- _The task_
Only the count should appear in your answer: how many lines of the data below contain the word "session"?

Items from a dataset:

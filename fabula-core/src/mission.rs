//! Missions: quest-like objectives with alternative completion paths and
//! storyline-blocking semantics.
//!
//! Each mission is a small state machine: `Active` resolves to `Completed`
//! (some path satisfied) or `Abandoned` (explicit), both terminal. A
//! mission with several completion paths is satisfied by ANY one of them;
//! submission checks paths in declaration order and resolves to the first
//! fully-met one. While an active story mission blocks the storyline, the
//! main narrative loop is refused until it resolves.
//!
//! The [`MissionStore`] also owns the per-session turn counter, the single
//! shared clock for the story-mission cooldown and force policies.

use crate::player::PlayerState;
use crate::requirements::{self, MissingRequirement, PathRequirements};
use serde::{Deserialize, Serialize};
use std::collections::HashMap;
use thiserror::Error;
use tracing::debug;
use uuid::Uuid;

/// Minimum turns between story-mission creations before a model signal is
/// honored again.
pub const STORY_MISSION_COOLDOWN_TURNS: u64 = 3;

/// Turns without any story mission after which one is requested regardless
/// of the model signaling intent.
pub const STORY_MISSION_FORCE_TURNS: u64 = 10;

/// Errors from mission lifecycle operations.
#[derive(Debug, Error)]
pub enum MissionError {
    #[error("Mission not found: {0}")]
    NotFound(Uuid),

    #[error("Mission {0} is not active")]
    NotActive(Uuid),

    #[error("A storyline-blocking story mission is already active")]
    StoryMissionActive,
}

/// What a mission is about.
#[derive(Debug, Clone, Copy, PartialEq, Eq, Serialize, Deserialize)]
#[serde(rename_all = "snake_case")]
pub enum MissionType {
    Story,
    Location,
    Stat,
    Item,
    Npc,
}

/// Lifecycle state of a mission.
#[derive(Debug, Clone, Copy, PartialEq, Eq, Serialize, Deserialize)]
#[serde(rename_all = "snake_case")]
pub enum MissionStatus {
    Active,
    Completed,
    Abandoned,
}

/// One alternative, fully specified way to satisfy a mission.
#[derive(Debug, Clone, PartialEq, Serialize, Deserialize)]
pub struct CompletionPath {
    pub path_id: String,
    pub name: String,
    pub requirements: PathRequirements,
}

impl CompletionPath {
    pub fn new(
        path_id: impl Into<String>,
        name: impl Into<String>,
        requirements: PathRequirements,
    ) -> Self {
        Self {
            path_id: path_id.into(),
            name: name.into(),
            requirements,
        }
    }
}

/// What completing a mission grants.
#[derive(Debug, Clone, Default, PartialEq, Serialize, Deserialize)]
pub struct MissionReward {
    pub currency: i64,

    /// Item id to quantity granted.
    #[serde(default)]
    pub items: HashMap<String, u32>,

    /// Stat name to permanent bonus.
    #[serde(default)]
    pub stat_bonuses: HashMap<String, i64>,
}

impl MissionReward {
    pub fn none() -> Self {
        Self::default()
    }

    pub fn currency(amount: i64) -> Self {
        Self {
            currency: amount,
            ..Self::default()
        }
    }

    pub fn with_item(mut self, item_id: impl Into<String>, quantity: u32) -> Self {
        self.items.insert(item_id.into(), quantity);
        self
    }

    pub fn with_stat_bonus(mut self, name: impl Into<String>, bonus: i64) -> Self {
        self.stat_bonuses.insert(name.into(), bonus);
        self
    }
}

/// Everything needed to create a mission. Content comes from collaborators
/// (ultimately the model); the store stamps id, status, and turn.
#[derive(Debug, Clone)]
pub struct MissionDef {
    pub title: String,
    pub description: String,
    pub mission_type: MissionType,
    pub completion_paths: Vec<CompletionPath>,
    pub reward: MissionReward,
    pub blocks_storyline: bool,
}

impl MissionDef {
    pub fn new(
        title: impl Into<String>,
        description: impl Into<String>,
        mission_type: MissionType,
    ) -> Self {
        Self {
            title: title.into(),
            description: description.into(),
            mission_type,
            completion_paths: Vec::new(),
            reward: MissionReward::none(),
            blocks_storyline: false,
        }
    }

    pub fn with_path(mut self, path: CompletionPath) -> Self {
        self.completion_paths.push(path);
        self
    }

    pub fn with_reward(mut self, reward: MissionReward) -> Self {
        self.reward = reward;
        self
    }

    pub fn blocking(mut self) -> Self {
        self.blocks_storyline = true;
        self
    }
}

/// A quest-like objective tracked within a session.
#[derive(Debug, Clone, PartialEq, Serialize, Deserialize)]
pub struct Mission {
    pub id: Uuid,
    pub title: String,
    pub description: String,
    pub mission_type: MissionType,
    pub completion_paths: Vec<CompletionPath>,
    pub reward: MissionReward,
    pub status: MissionStatus,
    pub blocks_storyline: bool,
    pub created_turn: u64,
    pub completed_turn: Option<u64>,
    /// `path_id` of the path that completed the mission.
    pub completed_path: Option<String>,
    pub attempted_submissions: u32,
}

impl Mission {
    pub fn is_story_mission(&self) -> bool {
        self.mission_type == MissionType::Story
    }

    pub fn is_active(&self) -> bool {
        self.status == MissionStatus::Active
    }

    /// Whether this mission currently gates the main narrative loop.
    fn blocks_now(&self) -> bool {
        self.is_active() && self.is_story_mission() && self.blocks_storyline
    }
}

/// Outcome of submitting a mission for completion.
#[derive(Debug, Clone, PartialEq)]
pub enum SubmissionOutcome {
    /// The first fully-met path, in declaration order, completed the
    /// mission. The caller applies the reward to the player state.
    Completed {
        path_id: String,
        reward: MissionReward,
    },
    /// No path was satisfied; per-path missing requirements, in
    /// declaration order.
    Incomplete {
        missing: Vec<(String, Vec<MissingRequirement>)>,
    },
}

/// Per-session mission record: missions, the shared turn clock, and the
/// storyline block flag.
///
/// Invariant: at most one mission is active, a story mission, and
/// storyline-blocking at any time; `has_active_story_mission` mirrors
/// whether one exists.
#[derive(Debug, Clone, Default, PartialEq, Serialize, Deserialize)]
pub struct MissionStore {
    pub missions: Vec<Mission>,
    pub turn_count: u64,
    /// Turn the most recent story mission was created on.
    pub last_mission_turn: u64,
    pub has_active_story_mission: bool,
}

impl MissionStore {
    pub fn new() -> Self {
        Self::default()
    }

    /// Advance the shared turn clock by one player action.
    pub fn advance_turn(&mut self) -> u64 {
        self.turn_count += 1;
        self.turn_count
    }

    /// Create a mission from a definition, stamping id and creation turn.
    ///
    /// Refuses a second storyline-blocking story mission while one is
    /// active.
    pub fn create(&mut self, def: MissionDef) -> Result<&Mission, MissionError> {
        let blocks = def.mission_type == MissionType::Story && def.blocks_storyline;
        if blocks && self.has_active_story_mission {
            return Err(MissionError::StoryMissionActive);
        }

        let mission = Mission {
            id: Uuid::new_v4(),
            title: def.title,
            description: def.description,
            mission_type: def.mission_type,
            completion_paths: def.completion_paths,
            reward: def.reward,
            status: MissionStatus::Active,
            blocks_storyline: def.blocks_storyline,
            created_turn: self.turn_count,
            completed_turn: None,
            completed_path: None,
            attempted_submissions: 0,
        };

        debug!(
            mission_id = %mission.id,
            title = %mission.title,
            turn = self.turn_count,
            "mission created"
        );

        if mission.is_story_mission() {
            self.last_mission_turn = self.turn_count;
        }
        if blocks {
            self.has_active_story_mission = true;
        }

        self.missions.push(mission);
        Ok(self.missions.last().expect("just pushed"))
    }

    /// Look up a mission by id.
    pub fn get(&self, id: Uuid) -> Option<&Mission> {
        self.missions.iter().find(|m| m.id == id)
    }

    /// The active storyline-blocking story mission, if any.
    pub fn blocking_mission(&self) -> Option<&Mission> {
        if !self.has_active_story_mission {
            return None;
        }
        self.missions.iter().find(|m| m.blocks_now())
    }

    /// Submit a mission for completion against a player snapshot.
    ///
    /// Paths are evaluated in declaration order; the first fully-met path
    /// wins, even if later paths are also satisfied. Completion is
    /// terminal and clears the storyline block if this mission held it.
    /// The returned reward is NOT applied here.
    pub fn submit(
        &mut self,
        id: Uuid,
        player: &PlayerState,
    ) -> Result<SubmissionOutcome, MissionError> {
        let turn = self.turn_count;
        let mission = self
            .missions
            .iter_mut()
            .find(|m| m.id == id)
            .ok_or(MissionError::NotFound(id))?;

        if !mission.is_active() {
            return Err(MissionError::NotActive(id));
        }

        mission.attempted_submissions += 1;

        let mut missing = Vec::new();
        for path in &mission.completion_paths {
            let report = requirements::evaluate(&path.requirements, player);
            if report.met {
                mission.status = MissionStatus::Completed;
                mission.completed_turn = Some(turn);
                mission.completed_path = Some(path.path_id.clone());
                let reward = mission.reward.clone();
                let path_id = path.path_id.clone();
                debug!(mission_id = %id, path = %path_id, "mission completed");
                self.refresh_block_flag();
                return Ok(SubmissionOutcome::Completed { path_id, reward });
            }
            missing.push((path.path_id.clone(), report.missing));
        }

        Ok(SubmissionOutcome::Incomplete { missing })
    }

    /// Abandon an active mission. Terminal; clears the storyline block if
    /// held; grants no reward.
    pub fn abandon(&mut self, id: Uuid) -> Result<(), MissionError> {
        let mission = self
            .missions
            .iter_mut()
            .find(|m| m.id == id)
            .ok_or(MissionError::NotFound(id))?;

        if !mission.is_active() {
            return Err(MissionError::NotActive(id));
        }

        mission.status = MissionStatus::Abandoned;
        debug!(mission_id = %id, "mission abandoned");
        self.refresh_block_flag();
        Ok(())
    }

    /// Whether a new story mission should be requested this turn.
    ///
    /// Fires when no story mission is active (blocking or not) AND either
    /// the model signaled intent with the cooldown elapsed, or the force
    /// threshold passed with no story mission at all.
    pub fn should_request_story_mission(&self, marker_present: bool) -> bool {
        let story_active = self
            .missions
            .iter()
            .any(|m| m.is_active() && m.is_story_mission());
        if story_active {
            return false;
        }
        let since = self.turn_count.saturating_sub(self.last_mission_turn);
        if marker_present && since >= STORY_MISSION_COOLDOWN_TURNS {
            return true;
        }
        since >= STORY_MISSION_FORCE_TURNS
    }

    /// Recompute the block flag from mission statuses. Upholds the
    /// at-most-one invariant after any resolution.
    fn refresh_block_flag(&mut self) {
        self.has_active_story_mission = self.missions.iter().any(|m| m.blocks_now());
    }
}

- _The completed task_
3